Maybe you’re putting it off, like thousands of others, because thinking about the clear liquid diet and laxatives needed for colonoscopy prep makes you gag.

Food may be better

Those days may soon be over as a UCI Health study released this week suggests that a diet with some food — think eggs, yogurt, bread, even ice cream — may be more effective in preparing your bowels for viewing than the traditionally restrictive diet the day before your procedure.

“These foods are easily liquefied in the small intestine and can be washed out easily, so they don't interfere with the colonoscopy procedure,” says UCI Health gastroenterologist Dr. Jason Samarasena, who presented the findings at the 2016 Digestive Diseases Week, the largest international gathering of physicians, researchers and academics in the fields of gastroenterology, hepatology, endoscopy and gastrointestinal surgery.

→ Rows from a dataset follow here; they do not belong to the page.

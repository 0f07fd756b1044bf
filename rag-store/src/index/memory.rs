//! In-process vector index with exact search.
//!
//! Collections live in a `HashMap` behind a `tokio::sync::RwLock`. Points
//! keep insertion order, which is also the tie-break order of search
//! results.

use std::cmp::Ordering;
use std::collections::HashMap;

use services::uuid::is_uuid;
use tokio::sync::RwLock;
use tracing::{debug, info};

use crate::config::{DistanceKind, VectorSpace};
use crate::errors::RagError;
use crate::index::{IndexFuture, VectorIndex};
use crate::record::{IndexPoint, ScoredPoint};

#[derive(Debug)]
struct Collection {
    space: VectorSpace,
    points: Vec<IndexPoint>,
    by_id: HashMap<String, usize>,
}

/// Exact-scan index held in memory; dropped with the process.
#[derive(Debug, Default)]
pub struct MemoryIndex {
    collections: RwLock<HashMap<String, Collection>>,
}

impl MemoryIndex {
    pub fn new() -> Self {
        Self::default()
    }

    /// Number of points stored in `collection`, if it exists.
    pub async fn len(&self, collection: &str) -> Option<usize> {
        self.collections
            .read()
            .await
            .get(collection)
            .map(|c| c.points.len())
    }

    /// Vector space of `collection`, if it exists.
    pub async fn space(&self, collection: &str) -> Option<VectorSpace> {
        self.collections
            .read()
            .await
            .get(collection)
            .map(|c| c.space.clone())
    }
}

fn cosine(a: &[f32], b: &[f32]) -> f32 {
    let dot = dot(a, b);
    let norm_a = a.iter().map(|x| x * x).sum::<f32>().sqrt();
    let norm_b = b.iter().map(|x| x * x).sum::<f32>().sqrt();
    if norm_a == 0.0 || norm_b == 0.0 {
        return 0.0;
    }
    dot / (norm_a * norm_b)
}

fn dot(a: &[f32], b: &[f32]) -> f32 {
    a.iter().zip(b).map(|(x, y)| x * y).sum()
}

fn euclid(a: &[f32], b: &[f32]) -> f32 {
    a.iter()
        .zip(b)
        .map(|(x, y)| (x - y) * (x - y))
        .sum::<f32>()
        .sqrt()
}

/// Scores `b` against `a`; for Euclid lower means closer.
fn score(distance: DistanceKind, a: &[f32], b: &[f32]) -> f32 {
    match distance {
        DistanceKind::Cosine => cosine(a, b),
        DistanceKind::Dot => dot(a, b),
        DistanceKind::Euclid => euclid(a, b),
    }
}

fn best_first(distance: DistanceKind, a: f32, b: f32) -> Ordering {
    let ord = a.partial_cmp(&b).unwrap_or(Ordering::Equal);
    match distance {
        DistanceKind::Euclid => ord,
        DistanceKind::Cosine | DistanceKind::Dot => ord.reverse(),
    }
}

impl VectorIndex for MemoryIndex {
    fn backend(&self) -> &'static str {
        "memory"
    }

    fn create_collection<'a>(
        &'a self,
        name: &'a str,
        space: &'a VectorSpace,
    ) -> IndexFuture<'a, ()> {
        Box::pin(async move {
            if space.size == 0 {
                return Err(RagError::InvalidInput("vector size must be > 0".into()));
            }
            let mut collections = self.collections.write().await;
            let replaced = collections
                .insert(
                    name.to_string(),
                    Collection {
                        space: space.clone(),
                        points: Vec::new(),
                        by_id: HashMap::new(),
                    },
                )
                .is_some();
            info!(
                collection = name,
                size = space.size,
                distance = ?space.distance,
                replaced,
                "collection created"
            );
            Ok(())
        })
    }

    fn upsert<'a>(&'a self, collection: &'a str, points: Vec<IndexPoint>) -> IndexFuture<'a, usize> {
        Box::pin(async move {
            let mut collections = self.collections.write().await;
            let coll = collections
                .get_mut(collection)
                .ok_or_else(|| RagError::UnknownCollection(collection.to_string()))?;

            // Validate the whole batch before touching the collection.
            for p in &points {
                if !is_uuid(&p.id) {
                    return Err(RagError::InvalidPointId(p.id.clone()));
                }
                if p.vector.len() != coll.space.size {
                    return Err(RagError::VectorSizeMismatch {
                        got: p.vector.len(),
                        want: coll.space.size,
                    });
                }
            }

            let written = points.len();
            for p in points {
                match coll.by_id.get(&p.id) {
                    Some(&at) => coll.points[at] = p,
                    None => {
                        coll.by_id.insert(p.id.clone(), coll.points.len());
                        coll.points.push(p);
                    }
                }
            }
            debug!(collection, written, total = coll.points.len(), "points upserted");
            Ok(written)
        })
    }

    fn search<'a>(
        &'a self,
        collection: &'a str,
        vector: Vec<f32>,
        top_k: usize,
    ) -> IndexFuture<'a, Vec<ScoredPoint>> {
        Box::pin(async move {
            let collections = self.collections.read().await;
            let coll = collections
                .get(collection)
                .ok_or_else(|| RagError::UnknownCollection(collection.to_string()))?;
            if vector.len() != coll.space.size {
                return Err(RagError::VectorSizeMismatch {
                    got: vector.len(),
                    want: coll.space.size,
                });
            }

            let distance = coll.space.distance;
            let mut scored: Vec<ScoredPoint> = coll
                .points
                .iter()
                .map(|p| ScoredPoint {
                    id: p.id.clone(),
                    score: score(distance, &vector, &p.vector),
                    payload: p.payload.clone(),
                })
                .collect();

            // Stable sort: equal scores keep insertion order.
            scored.sort_by(|a, b| best_first(distance, a.score, b.score));
            scored.truncate(top_k);
            debug!(collection, top_k, hits = scored.len(), "exact search done");
            Ok(scored)
        })
    }
}

#[cfg(test)]
mod tests {
    use super::*;
    use proptest::prelude::*;
    use serde_json::Value;
    use services::uuid::fresh_ids;

    fn space(size: usize, distance: DistanceKind) -> VectorSpace {
        VectorSpace { size, distance }
    }

    fn point(id: &str, vector: Vec<f32>, tag: &str) -> IndexPoint {
        let mut payload = serde_json::Map::new();
        payload.insert("page_content".into(), Value::String(tag.into()));
        IndexPoint {
            id: id.into(),
            vector,
            payload,
        }
    }

    fn tags(hits: &[ScoredPoint]) -> Vec<&str> {
        hits.iter()
            .map(|h| h.payload["page_content"].as_str().unwrap())
            .collect()
    }

    #[tokio::test]
    async fn cosine_search_orders_by_similarity() {
        let idx = MemoryIndex::new();
        idx.create_collection("c", &space(2, DistanceKind::Cosine))
            .await
            .unwrap();
        let ids = fresh_ids(3);
        idx.upsert(
            "c",
            vec![
                point(&ids[0], vec![0.0, 1.0], "up"),
                point(&ids[1], vec![1.0, 0.0], "right"),
                point(&ids[2], vec![1.0, 1.0], "diag"),
            ],
        )
        .await
        .unwrap();

        let hits = idx.search("c", vec![1.0, 0.1], 2).await.unwrap();
        assert_eq!(tags(&hits), ["right", "diag"]);
        assert!(hits[0].score >= hits[1].score);
    }

    #[tokio::test]
    async fn euclid_prefers_smaller_distance() {
        let idx = MemoryIndex::new();
        idx.create_collection("c", &space(1, DistanceKind::Euclid))
            .await
            .unwrap();
        let ids = fresh_ids(2);
        idx.upsert(
            "c",
            vec![point(&ids[0], vec![10.0], "far"), point(&ids[1], vec![1.0], "near")],
        )
        .await
        .unwrap();
        let hits = idx.search("c", vec![0.0], 5).await.unwrap();
        assert_eq!(tags(&hits), ["near", "far"]);
    }

    #[tokio::test]
    async fn ties_keep_insertion_order() {
        let idx = MemoryIndex::new();
        idx.create_collection("c", &space(2, DistanceKind::Cosine))
            .await
            .unwrap();
        let ids = fresh_ids(3);
        idx.upsert(
            "c",
            vec![
                point(&ids[0], vec![1.0, 0.0], "a"),
                point(&ids[1], vec![2.0, 0.0], "b"),
                point(&ids[2], vec![3.0, 0.0], "c"),
            ],
        )
        .await
        .unwrap();
        let hits = idx.search("c", vec![1.0, 0.0], 3).await.unwrap();
        assert_eq!(tags(&hits), ["a", "b", "c"]);
    }

    #[tokio::test]
    async fn upsert_replaces_by_id() {
        let idx = MemoryIndex::new();
        idx.create_collection("c", &space(2, DistanceKind::Cosine))
            .await
            .unwrap();
        let ids = fresh_ids(1);
        idx.upsert("c", vec![point(&ids[0], vec![1.0, 0.0], "old")])
            .await
            .unwrap();
        idx.upsert("c", vec![point(&ids[0], vec![0.0, 1.0], "new")])
            .await
            .unwrap();
        assert_eq!(idx.len("c").await, Some(1));
        let hits = idx.search("c", vec![0.0, 1.0], 1).await.unwrap();
        assert_eq!(tags(&hits), ["new"]);
    }

    #[tokio::test]
    async fn recreating_a_collection_empties_it() {
        let idx = MemoryIndex::new();
        let s = space(2, DistanceKind::Cosine);
        idx.create_collection("c", &s).await.unwrap();
        idx.upsert("c", vec![point(&fresh_ids(1)[0], vec![1.0, 0.0], "x")])
            .await
            .unwrap();
        idx.create_collection("c", &s).await.unwrap();
        assert_eq!(idx.len("c").await, Some(0));
        assert_eq!(idx.space("c").await, Some(s));
    }

    #[tokio::test]
    async fn invalid_batches_are_rejected_whole() {
        let idx = MemoryIndex::new();
        idx.create_collection("c", &space(2, DistanceKind::Cosine))
            .await
            .unwrap();
        let ids = fresh_ids(1);

        let err = idx
            .upsert(
                "c",
                vec![
                    point(&ids[0], vec![1.0, 0.0], "ok"),
                    point("chunk-2", vec![1.0, 0.0], "bad id"),
                ],
            )
            .await
            .unwrap_err();
        assert!(matches!(err, RagError::InvalidPointId(id) if id == "chunk-2"));
        assert_eq!(idx.len("c").await, Some(0));

        let err = idx
            .upsert("c", vec![point(&ids[0], vec![1.0, 0.0, 0.0], "wide")])
            .await
            .unwrap_err();
        assert!(matches!(err, RagError::VectorSizeMismatch { got: 3, want: 2 }));
    }

    #[tokio::test]
    async fn unknown_collection() {
        let idx = MemoryIndex::new();
        assert!(matches!(
            idx.search("missing", vec![1.0], 1).await,
            Err(RagError::UnknownCollection(_))
        ));
        assert!(matches!(
            idx.upsert("missing", vec![]).await,
            Err(RagError::UnknownCollection(_))
        ));
    }

    proptest! {
        #[test]
        fn cosine_is_bounded_and_symmetric(
            a in prop::collection::vec(-100.0f32..100.0, 4),
            b in prop::collection::vec(-100.0f32..100.0, 4),
        ) {
            let ab = cosine(&a, &b);
            let ba = cosine(&b, &a);
            prop_assert!((ab - ba).abs() < 1e-5);
            prop_assert!((-1.0001..=1.0001).contains(&ab));
        }
    }
}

But don’t skip your doctor’s orders just yet if you have a colonoscopy scheduled soon. The low-residue diet requires a little more research before it’s widely adopted. Still, Samarasena’s findings are important.

Happier patients

“Bowel preparation and dietary restrictions are the most-often cited deterrents to undergoing colonoscopy,” he says. “This study shows that a low residue diet results in a high-quality bowel preparation, and significantly better patient tolerability, which may help increase participation in colorectal screening.”

The traditional approach is based on the need for patients to have nothing in their bowels so the physician can clearly see the colon’s interior walls and check for abnormalities.

“For many people, the idea of taking strong laxatives and not being able to eat anything solid for 12 hours is unpleasant, and so they decide to not have a colonoscopy,” Samarasena says.

“My hope is that with a low-residue diet people are going to be more willing to have this vital screening test performed.”